When I asked my mother what The Shining was about she gave me a very brief summary of the plot, something about a haunted hotel, but then told me quite firmly that the book was too scary and I wasn’t allowed to read it until I was much older. Of course this was probably the worst thing she could have said, because it bestowed upon The Shining the lure of the forbidden. Before, I might have been mildly interested in the book but now I had to read it. Not because I was naturally disobedient, but because the niggling curiosity of what darkly adult material might lie between those pages would eat me alive if I didn’t. Besides, it wasn’t like I was planning on stealing my dad’s car keys so I could go tearing around the neighbourhood. We’re talking about a book here. Black ink on white paper. What harm could it possibly do me?
A couple of weekends later, my parents left the house to visit my grandparents down the street, giving me the chance to finally glimpse Mr King’s forbidden words. Using a chair so I could reach the top shelf of the bookcase (where my mother, perhaps suspecting my intentions, had tried to hide it), I grabbed The Shining, feeling a little like Indiana Jones removing a golden idol from a booby-trapped temple, and rushed to my bedroom to gloat over my ill-gotten gain.
I knew I didn’t have time to read much of the novel so decided to start from the middle. I figured if there was juicy stuff inside it would probably start around then. I began reading just before young Danny Torrance walked into Room 237 and only made it through a few pages before putting the book aside. Anybody who’s read the book or seen Kubrick’s movie can probably guess why. It was a balmy, Saturday afternoon. Golden sunlight was cascading in through my bedroom window, but I suddenly felt cold, like somebody had poured icy water down the back of my shirt. Cold and afraid.

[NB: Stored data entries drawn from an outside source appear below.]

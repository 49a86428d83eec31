//! Import-plugin command - Pull Playback Reporting history into the mirror

use std::path::Path;

use anyhow::Result;
use clap::Args;
use jellymirror_core::domain::{TaskName, TriggerType};

use super::{load_config, report_run, EngineHandle};
use crate::output::{get_formatter, OutputFormat};

#[derive(Debug, Args)]
pub struct ImportPluginCommand {}

impl ImportPluginCommand {
    pub async fn execute(&self, config_path: Option<&Path>, format: OutputFormat) -> Result<()> {
        let formatter = get_formatter(format);
        let (_, config) = load_config(config_path);
        let handle = EngineHandle::open(&config).await?;

        formatter.notice("Checking for the Playback Reporting plugin...");
        let outcome = handle.engine.import_plugin_data(TriggerType::Manual).await;
        report_run(&handle, TaskName::PluginImport, outcome, formatter.as_ref()).await
    }
}
//! Domain error types
//!
//! Errors raised while parsing or validating domain values: identifiers,
//! task names, states and trigger types read back from storage.

use thiserror::Error;

/// Errors that can occur in domain operations
#[derive(Debug, Error, Clone, PartialEq, Eq)]
pub enum DomainError {
    /// ID parsing error
    #[error("Invalid ID format: {0}")]
    InvalidId(String),

    /// Unknown task name
    #[error("Unknown task name: {0}")]
    UnknownTask(String),

    /// Unknown task state
    #[error("Unknown task state: {0}")]
    UnknownState(String),

    /// Unknown trigger type
    #[error("Unknown trigger type: {0}")]
    UnknownTrigger(String),

    /// Invalid state transition attempt
    #[error("Invalid state transition from {from} to {to}")]
    InvalidState {
        /// The current state
        from: String,
        /// The attempted target state
        to: String,
    },

    /// Generic validation failure
    #[error("Validation failed: {0}")]
    ValidationFailed(String),
}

In just a few paragraphs King had managed transport me from the safe, warm confines of my bedroom to the Overlook Hotel high up in the snowy Colorado mountains, a place of madness and unquiet spirits. I’d never read anything before that had grabbed me so quickly and frightened me so badly. I was actually wary to turn the page and keep reading, but I couldn’t help myself. Like millions of other fans I’d been hooked by his efficient, clear prose and was compelled to see what other horrors poor little Danny had to face. Taking a deep breath I turned the page, and kept turning until I heard the front door open.
Though I desperately wanted to keep reading I was also deeply relieved to hear my parents voices. In the space of an hour I’d worked myself up into quite the state. Hiding the book under my bed, I felt woozy and a little sick but also exhilarated, as though I’d just come off a roller-coaster. It’s a feeling I’ve been chasing ever since in my reading and my writing. I have to thank Mr King for a lifetime of nightmares and chills. You can take all your critical darlings, your Jonathan Franzens, your David Eggers and shove them in a sack because nobody has ever showed me the raw of power of storytelling like King has.
If I have a literary goal it’s one day to create something on par with The Shining. A novel maybe another young child might sneak from their parents bookshelf, only to find themselves transported, terrified, excited and spellbound, unable to stop turning the pages.